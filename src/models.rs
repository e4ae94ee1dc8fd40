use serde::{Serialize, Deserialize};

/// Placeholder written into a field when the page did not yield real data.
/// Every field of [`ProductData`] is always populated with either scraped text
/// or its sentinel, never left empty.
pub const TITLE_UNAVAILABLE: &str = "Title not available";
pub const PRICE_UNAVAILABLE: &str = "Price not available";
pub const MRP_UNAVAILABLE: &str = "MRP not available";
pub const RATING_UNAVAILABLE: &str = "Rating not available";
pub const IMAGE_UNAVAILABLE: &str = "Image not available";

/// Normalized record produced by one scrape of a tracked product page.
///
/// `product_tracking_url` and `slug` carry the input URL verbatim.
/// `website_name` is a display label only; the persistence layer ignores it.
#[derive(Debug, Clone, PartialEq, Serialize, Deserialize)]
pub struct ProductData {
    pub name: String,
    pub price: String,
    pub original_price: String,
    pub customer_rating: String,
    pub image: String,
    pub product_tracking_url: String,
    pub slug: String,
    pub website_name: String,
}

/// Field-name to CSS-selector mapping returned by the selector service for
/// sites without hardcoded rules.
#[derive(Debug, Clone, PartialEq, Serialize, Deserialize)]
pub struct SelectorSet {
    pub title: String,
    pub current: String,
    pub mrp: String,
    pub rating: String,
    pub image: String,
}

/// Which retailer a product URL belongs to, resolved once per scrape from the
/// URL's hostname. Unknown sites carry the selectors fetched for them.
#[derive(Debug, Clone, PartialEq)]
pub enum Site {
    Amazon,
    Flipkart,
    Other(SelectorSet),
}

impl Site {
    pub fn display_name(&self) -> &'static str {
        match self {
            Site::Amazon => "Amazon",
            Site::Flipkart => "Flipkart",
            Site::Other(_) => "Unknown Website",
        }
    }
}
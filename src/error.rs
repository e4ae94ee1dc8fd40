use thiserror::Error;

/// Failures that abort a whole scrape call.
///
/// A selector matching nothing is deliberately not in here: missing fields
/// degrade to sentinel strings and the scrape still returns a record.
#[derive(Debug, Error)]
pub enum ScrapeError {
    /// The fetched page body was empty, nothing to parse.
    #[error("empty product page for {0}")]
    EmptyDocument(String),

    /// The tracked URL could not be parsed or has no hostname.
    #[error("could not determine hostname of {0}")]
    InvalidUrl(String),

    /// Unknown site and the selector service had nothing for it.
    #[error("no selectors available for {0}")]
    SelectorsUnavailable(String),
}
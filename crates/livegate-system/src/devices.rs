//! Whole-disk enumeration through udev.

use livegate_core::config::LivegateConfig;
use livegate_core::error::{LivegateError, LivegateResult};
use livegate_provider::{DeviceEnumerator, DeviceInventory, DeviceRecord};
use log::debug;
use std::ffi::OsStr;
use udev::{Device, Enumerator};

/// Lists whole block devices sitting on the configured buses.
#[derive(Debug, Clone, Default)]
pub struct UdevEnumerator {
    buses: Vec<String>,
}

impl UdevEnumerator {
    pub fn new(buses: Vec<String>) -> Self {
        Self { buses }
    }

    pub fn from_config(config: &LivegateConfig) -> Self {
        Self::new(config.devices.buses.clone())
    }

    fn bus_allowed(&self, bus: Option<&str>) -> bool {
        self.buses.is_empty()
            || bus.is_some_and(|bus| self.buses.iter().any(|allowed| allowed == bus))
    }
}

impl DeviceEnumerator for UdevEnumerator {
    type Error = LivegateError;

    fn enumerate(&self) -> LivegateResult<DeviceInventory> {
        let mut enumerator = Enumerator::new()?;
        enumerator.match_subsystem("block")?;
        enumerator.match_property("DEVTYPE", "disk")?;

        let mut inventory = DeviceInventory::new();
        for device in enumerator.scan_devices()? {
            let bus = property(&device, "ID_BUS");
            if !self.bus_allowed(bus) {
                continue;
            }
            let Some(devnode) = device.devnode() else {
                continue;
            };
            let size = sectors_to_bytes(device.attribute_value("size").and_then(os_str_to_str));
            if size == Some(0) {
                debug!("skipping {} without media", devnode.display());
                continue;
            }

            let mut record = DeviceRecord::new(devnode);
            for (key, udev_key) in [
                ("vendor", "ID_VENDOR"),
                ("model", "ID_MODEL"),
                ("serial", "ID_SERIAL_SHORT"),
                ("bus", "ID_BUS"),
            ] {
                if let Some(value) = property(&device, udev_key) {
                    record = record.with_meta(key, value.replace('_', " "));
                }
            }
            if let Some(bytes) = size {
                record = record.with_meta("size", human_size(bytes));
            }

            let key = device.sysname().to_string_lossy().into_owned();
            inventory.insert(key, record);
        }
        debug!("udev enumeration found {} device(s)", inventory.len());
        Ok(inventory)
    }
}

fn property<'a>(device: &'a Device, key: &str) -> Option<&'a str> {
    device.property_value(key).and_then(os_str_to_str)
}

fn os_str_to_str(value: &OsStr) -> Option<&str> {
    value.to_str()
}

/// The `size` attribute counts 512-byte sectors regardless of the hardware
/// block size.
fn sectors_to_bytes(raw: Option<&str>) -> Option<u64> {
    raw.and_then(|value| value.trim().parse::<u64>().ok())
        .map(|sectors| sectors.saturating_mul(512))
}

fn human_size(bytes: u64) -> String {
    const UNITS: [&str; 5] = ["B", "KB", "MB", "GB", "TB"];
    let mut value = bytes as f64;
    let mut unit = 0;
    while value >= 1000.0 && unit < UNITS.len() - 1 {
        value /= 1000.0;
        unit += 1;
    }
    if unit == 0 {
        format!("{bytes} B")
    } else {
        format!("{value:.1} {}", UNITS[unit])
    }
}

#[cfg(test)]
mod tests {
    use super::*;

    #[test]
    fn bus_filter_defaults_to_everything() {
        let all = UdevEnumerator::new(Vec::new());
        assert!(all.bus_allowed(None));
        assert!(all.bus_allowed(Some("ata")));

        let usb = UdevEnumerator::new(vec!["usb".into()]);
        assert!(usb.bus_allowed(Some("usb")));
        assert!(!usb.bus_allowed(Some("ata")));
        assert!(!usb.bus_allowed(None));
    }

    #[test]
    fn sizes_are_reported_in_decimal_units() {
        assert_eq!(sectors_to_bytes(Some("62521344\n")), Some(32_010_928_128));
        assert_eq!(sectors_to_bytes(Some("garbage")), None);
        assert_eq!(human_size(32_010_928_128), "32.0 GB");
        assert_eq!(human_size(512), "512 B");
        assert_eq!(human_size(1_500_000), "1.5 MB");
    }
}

What the task asks >>
Produce a verbatim copy of all the material.

Reply >>
filename src/models.rs
repository e4ae94ee1dc8fd40
use serde::{Serialize, Deserialize};

/// Placeholder written into a field when the page did not yield real data.
/// Every field of [`ProductData`] is always populated with either scraped text
/// or its sentinel, never left empty.
pub const TITLE_UNAVAILABLE: &str = "Title not available";
pub const PRICE_UNAVAILABLE: &str = "Price not available";
pub const MRP_UNAVAILABLE: &str = "MRP not available";
pub const RATING_UNAVAILABLE: &str = "Rating not available";
pub const IMAGE_UNAVAILABLE: &str = "Image not available";

/// Normalized record produced by one scrape of a tracked product page.
///
/// `product_tracking_url` and `slug` carry the input URL verbatim.
/// `website_name` is a display label only; the persistence layer ignores it.
#[derive(Debug, Clone, PartialEq, Serialize, Deserialize)]
pub struct ProductData {
    pub name: String,
    pub price: String,
    pub original_price: String,
    pub customer_rating: String,
    pub image: String,
    pub product_tracking_url: String,
    pub slug: String,
    pub website_name: String,
}

/// Field-name to CSS-selector mapping returned by the selector service for
/// sites without hardcoded rules.
#[derive(Debug, Clone, PartialEq, Serialize, Deserialize)]
pub struct SelectorSet {
    pub title: String,
    pub current: String,
    pub mrp: String,
    pub rating: String,
    pub image: String,
}

/// Which retailer a product URL belongs to, resolved once per scrape from the
/// URL's hostname. Unknown sites carry the selectors fetched for them.
#[derive(Debug, Clone, PartialEq)]
pub enum Site {
    Amazon,
    Flipkart,
    Other(SelectorSet),
}

impl Site {
    pub fn display_name(&self) -> &'static str {
        match self {
            Site::Amazon => "Amazon",
            Site::Flipkart => "Flipkart",
            Site::Other(_) => "Unknown Website",
        }
    }
}
filename src/error.rs
repository e4ae94ee1dc8fd40
use thiserror::Error;

/// Failures that abort a whole scrape call.
///
/// A selector matching nothing is deliberately not in here: missing fields
/// degrade to sentinel strings and the scrape still returns a record.
#[derive(Debug, Error)]
pub enum ScrapeError {
    /// The fetched page body was empty, nothing to parse.
    #[error("empty product page for {0}")]
    EmptyDocument(String),

    /// The tracked URL could not be parsed or has no hostname.
    #[error("could not determine hostname of {0}")]
    InvalidUrl(String),

    /// Unknown site and the selector service had nothing for it.
    #[error("no selectors available for {0}")]
    SelectorsUnavailable(String),
}
filename crates/livegate-system/src/devices.rs
//! Whole-disk enumeration through udev.

use livegate_core::config::LivegateConfig;
use livegate_core::error::{LivegateError, LivegateResult};
use livegate_provider::{DeviceEnumerator, DeviceInventory, DeviceRecord};
use log::debug;
use std::ffi::OsStr;
use udev::{Device, Enumerator};

/// Lists whole block devices sitting on the configured buses.
#[derive(Debug, Clone, Default)]
pub struct UdevEnumerator {
    buses: Vec<String>,
}

impl UdevEnumerator {
    pub fn new(buses: Vec<String>) -> Self {
        Self { buses }
    }

    pub fn from_config(config: &LivegateConfig) -> Self {
        Self::new(config.devices.buses.clone())
    }

    fn bus_allowed(&self, bus: Option<&str>) -> bool {
        self.buses.is_empty()
            || bus.is_some_and(|bus| self.buses.iter().any(|allowed| allowed == bus))
    }
}

impl DeviceEnumerator for UdevEnumerator {
    type Error = LivegateError;

    fn enumerate(&self) -> LivegateResult<DeviceInventory> {
        let mut enumerator = Enumerator::new()?;
        enumerator.match_subsystem("block")?;
        enumerator.match_property("DEVTYPE", "disk")?;

        let mut inventory = DeviceInventory::new();
        for device in enumerator.scan_devices()? {
            let bus = property(&device, "ID_BUS");
            if !self.bus_allowed(bus) {
                continue;
            }
            let Some(devnode) = device.devnode() else {
                continue;
            };
            let size = sectors_to_bytes(device.attribute_value("size").and_then(os_str_to_str));
            if size == Some(0) {
                debug!("skipping {} without media", devnode.display());
                continue;
            }

            let mut record = DeviceRecord::new(devnode);
            for (key, udev_key) in [
                ("vendor", "ID_VENDOR"),
                ("model", "ID_MODEL"),
                ("serial", "ID_SERIAL_SHORT"),
                ("bus", "ID_BUS"),
            ] {
                if let Some(value) = property(&device, udev_key) {
                    record = record.with_meta(key, value.replace('_', " "));
                }
            }
            if let Some(bytes) = size {
                record = record.with_meta("size", human_size(bytes));
            }

            let key = device.sysname().to_string_lossy().into_owned();
            inventory.insert(key, record);
        }
        debug!("udev enumeration found {} device(s)", inventory.len());
        Ok(inventory)
    }
}

fn property<'a>(device: &'a Device, key: &str) -> Option<&'a str> {
    device.property_value(key).and_then(os_str_to_str)
}

fn os_str_to_str(value: &OsStr) -> Option<&str> {
    value.to_str()
}

/// The `size` attribute counts 512-byte sectors regardless of the hardware
/// block size.
fn sectors_to_bytes(raw: Option<&str>) -> Option<u64> {
    raw.and_then(|value| value.trim().parse::<u64>().ok())
        .map(|sectors| sectors.saturating_mul(512))
}

fn human_size(bytes: u64) -> String {
    const UNITS: [&str; 5] = ["B", "KB", "MB", "GB", "TB"];
    let mut value = bytes as f64;
    let mut unit = 0;
    while value >= 1000.0 && unit < UNITS.len() - 1 {
        value /= 1000.0;
        unit += 1;
    }
    if unit == 0 {
        format!("{bytes} B")
    } else {
        format!("{value:.1} {}", UNITS[unit])
    }
}

#[cfg(test)]
mod tests {
    use super::*;

    #[test]
    fn bus_filter_defaults_to_everything() {
        let all = UdevEnumerator::new(Vec::new());
        assert!(all.bus_allowed(None));
        assert!(all.bus_allowed(Some("ata")));

        let usb = UdevEnumerator::new(vec!["usb".into()]);
        assert!(usb.bus_allowed(Some("usb")));
        assert!(!usb.bus_allowed(Some("ata")));
        assert!(!usb.bus_allowed(None));
    }

    #[test]
    fn sizes_are_reported_in_decimal_units() {
        assert_eq!(sectors_to_bytes(Some("62521344\n")), Some(32_010_928_128));
        assert_eq!(sectors_to_bytes(Some("garbage")), None);
        assert_eq!(human_size(32_010_928_128), "32.0 GB");
        assert_eq!(human_size(512), "512 B");
        assert_eq!(human_size(1_500_000), "1.5 MB");
    }
}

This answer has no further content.